---
title: "Running a Simulation with metaRVM"
output: rmarkdown::html_vignette
vignette: >
  %\VignetteIndexEntry{Running a Simulation with metaRVM}
  %\VignetteEngine{knitr::rmarkdown}
  %\VignetteEncoding{UTF-8}
---

```{r, include = FALSE}
knitr::opts_chunk$set(
  collapse = TRUE,
  comment = "#>"
)
```

## Introduction

This vignette demonstrates how to run a `metaRVM` simulation using the example configuration and data files included with the package. This is a good way to get started and understand the basic workflow.

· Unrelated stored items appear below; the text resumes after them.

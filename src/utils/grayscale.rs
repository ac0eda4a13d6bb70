/// Convert packed RGB/RGBA pixels to luminance
/// Y = 0.299*R + 0.587*G + 0.114*B
/// Uses fast integer arithmetic: Y = (76*R + 150*G + 29*B) >> 8
use rayon::prelude::*;

/// Coefficients for grayscale conversion: Y = (76*R + 150*G + 29*B) >> 8
const COEF_R: u32 = 76;
const COEF_G: u32 = 150;
const COEF_B: u32 = 29;

#[inline]
fn luma(r: u8, g: u8, b: u8) -> u8 {
    ((COEF_R * r as u32 + COEF_G * g as u32 + COEF_B * b as u32) >> 8).min(255) as u8
}

/// Convert RGB to grayscale, rows in parallel
pub fn rgb_to_grayscale(rgb: &[u8], width: usize, height: usize) -> Vec<u8> {
    to_grayscale(rgb, width, height, 3)
}

/// Convert RGBA to grayscale, rows in parallel (alpha ignored)
pub fn rgba_to_grayscale(rgba: &[u8], width: usize, height: usize) -> Vec<u8> {
    to_grayscale(rgba, width, height, 4)
}

fn to_grayscale(pixels: &[u8], width: usize, height: usize, channels: usize) -> Vec<u8> {
    let mut gray = vec![0u8; width * height];
    if width == 0 {
        return gray;
    }
    gray.par_chunks_mut(width)
        .zip(pixels.par_chunks(width * channels))
        .for_each(|(row, src)| {
            for (out, px) in row.iter_mut().zip(src.chunks_exact(channels)) {
                *out = luma(px[0], px[1], px[2]);
            }
        });
    gray
}

#[cfg(test)]
mod tests {
    use super::*;

    #[test]
    fn test_rgb_to_grayscale() {
        // Pure white
        let gray = rgb_to_grayscale(&[255, 255, 255], 1, 1);
        assert!(gray[0] >= 254);

        // Pure black
        let gray = rgb_to_grayscale(&[0, 0, 0], 1, 1);
        assert_eq!(gray[0], 0);

        // Green dominates red which dominates blue
        let gray = rgb_to_grayscale(&[255, 0, 0, 0, 255, 0, 0, 0, 255, 255, 255, 255], 2, 2);
        assert_eq!(gray.len(), 4);
        assert!(gray[1] > gray[0] && gray[0] > gray[2]);
    }

    #[test]
    fn test_rgba_ignores_alpha() {
        let opaque = rgba_to_grayscale(&[200, 100, 50, 255], 1, 1);
        let clear = rgba_to_grayscale(&[200, 100, 50, 0], 1, 1);
        assert_eq!(opaque, clear);
        assert_eq!(opaque, rgb_to_grayscale(&[200, 100, 50], 1, 1));
    }

    #[test]
    fn test_short_input_leaves_black() {
        // Missing pixels stay at zero rather than panicking
        let gray = rgb_to_grayscale(&[255, 255, 255], 2, 1);
        assert_eq!(gray.len(), 2);
        assert!(gray[0] >= 254);
        assert_eq!(gray[1], 0);
    }
}
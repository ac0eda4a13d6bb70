//! Encode-then-decode tests across versions, levels and modes
//!
//! Every symbol the encoder produces must decode back to the same text,
//! version, level and mask, both straight from its module matrix and from a
//! rendered grayscale image.

mod common;

use common::{XorShift, render};
use rust_qr_codec::decoder::qr_decoder::grade_errors;
use rust_qr_codec::decoder::segments::capacity;
use rust_qr_codec::{
    DecoderConfig, ECLevel, Mode, Version, VersionChoice, decode_luminance, decode_matrix,
    encode_symbol,
};

const MODES: [Mode; 3] = [Mode::Numeric, Mode::Alphanumeric, Mode::Byte];

#[test]
fn test_matrix_round_trip_small_versions() {
    let mut rng = XorShift::new(0x51_C0DE);
    for number in 1..=10u8 {
        let version = Version::new(number).unwrap();
        for level in ECLevel::ALL {
            for mode in MODES {
                let max = capacity(version, level, mode);
                // Alternate between full symbols and random fill
                let length = if (number as usize + level.bits() as usize) % 2 == 0 {
                    max
                } else {
                    rng.range(1, max)
                };
                let text = rng.text(mode, length);
                let symbol = encode_symbol(&text, mode, VersionChoice::Fixed(number), level)
                    .unwrap_or_else(|err| panic!("v{number}-{level:?} {mode:?}: {err}"));

                let qr = decode_matrix(&symbol.matrix)
                    .unwrap_or_else(|err| panic!("v{number}-{level:?} {mode:?}: {err}"));
                assert_eq!(qr.content, text, "v{number}-{level:?} {mode:?}");
                assert_eq!(qr.version, version);
                assert_eq!(qr.error_correction, level);
                assert_eq!(qr.mask_pattern, symbol.mask);
                assert_eq!(qr.corrected_errors(), 0);
                let ecc = version.ec_blocks(level).ecc_per_block;
                assert_eq!(qr.error_grade, grade_errors(&[0], ecc));
                assert!(qr.error_grade >= 3);
            }
        }
    }
}

#[test]
fn test_auto_version_round_trip() {
    let mut rng = XorShift::new(77);
    for (i, mode) in MODES.into_iter().cycle().take(12).enumerate() {
        let level = ECLevel::ALL[i % 4];
        let length = rng.range(1, 300);
        let text = rng.text(mode, length);
        let symbol = encode_symbol(&text, mode, VersionChoice::Auto, level).unwrap();

        // The chosen version is the smallest one that holds the text
        assert!(capacity(symbol.version, level, mode) >= length);
        if let Some(smaller) = Version::new(symbol.version.number() - 1) {
            assert!(capacity(smaller, level, mode) < length);
        }
        assert_eq!(decode_matrix(&symbol.matrix).unwrap().content, text);
    }
}

#[test]
fn test_large_version_round_trip() {
    let mut rng = XorShift::new(4040);
    for (number, level) in [(25u8, ECLevel::M), (40, ECLevel::L), (40, ECLevel::H)] {
        let version = Version::new(number).unwrap();
        let text = rng.text(Mode::Byte, capacity(version, level, Mode::Byte));
        let symbol = encode_symbol(&text, Mode::Byte, VersionChoice::Fixed(number), level).unwrap();
        assert_eq!(symbol.matrix.dimension(), version.dimension());

        let qr = decode_matrix(&symbol.matrix).unwrap();
        assert_eq!(qr.content, text);
        assert_eq!(qr.version, version);
    }
}

#[test]
fn test_image_round_trip() {
    let mut rng = XorShift::new(0xBEEF);
    let config = DecoderConfig::default();
    for number in 1..=10u8 {
        let level = ECLevel::ALL[number as usize % 4];
        let mode = MODES[number as usize % 3];
        let version = Version::new(number).unwrap();
        let length = rng.range(1, capacity(version, level, mode));
        let text = rng.text(mode, length);
        let symbol = encode_symbol(&text, mode, VersionChoice::Fixed(number), level).unwrap();
        let image = render(&symbol.matrix, 4);

        let qr = decode_luminance(&image, &config)
            .unwrap_or_else(|err| panic!("v{number}-{level:?} {mode:?}: {err}"));
        assert_eq!(qr.content, text, "v{number}-{level:?} {mode:?}");
        assert_eq!(qr.version, version);
        assert_eq!(qr.error_correction, level);
        assert!(!qr.low_confidence_version);
    }
}
pub mod matrix;
pub mod point;
pub mod qr_code;
pub mod version;

pub use matrix::BitMatrix;
pub use point::Point;
pub use qr_code::{ECLevel, MaskPattern, Mode, QRCode, Segment};
pub use version::Version;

## Locating the Example Files

The `metaRVM` package includes a set of example files in its `extdata` directory. To run the example, these files must first be located. The `system.file()` function in R is the recommended way to do this, as it finds the files wherever the package is installed.

```{r}
# Locate the example YAML configuration file
yaml_file <- system.file("extdata", "example_config.yaml", package = "MetaRVM")
print(yaml_file)
```

The `yaml_file` variable now holds the full path to the example configuration file. This file is set up to use the other example data files (also in the `extdata` directory) with relative paths. Below is the content of the yaml file.

```yaml
run_id: ExampleRun
population_data:
  initialization: population_init_n24.csv
  vaccination: vaccination_n24.csv
mixing_matrix:
  weekday_day: m_weekday_day.csv
  weekday_night: m_weekday_night.csv
  weekend_day: m_weekend_day.csv
  weekend_night: m_weekend_night.csv
disease_params:
  ts: 0.5
  ve: 0.4
  dv: 180
  dp: 1
  de: 3
  da: 5
  ds: 6
  dh: 8
  dr: 180
  pea: 0.3
  psr: 0.95
  phr: 0.97
simulation_config:
  start_date: 01/01/2023 # m/d/Y
  length: 150
  nsim: 1
  nrep: 1
  simulation_mode: deterministic
  random_seed: 42
```

## Running the Simulation

Once the path to the configuration file is available, the simulation can be run using the `metaRVM()` function.

```{r, results='hide'}
# Load the metaRVM library
library(MetaRVM)
options(odin.verbose = FALSE)

# Run the simulation
sim_out <- metaRVM(yaml_file)
```

The `metaRVM()` function will parse the YAML file, read the associated data files, run the simulation, and return a `MetaRVMResults` object.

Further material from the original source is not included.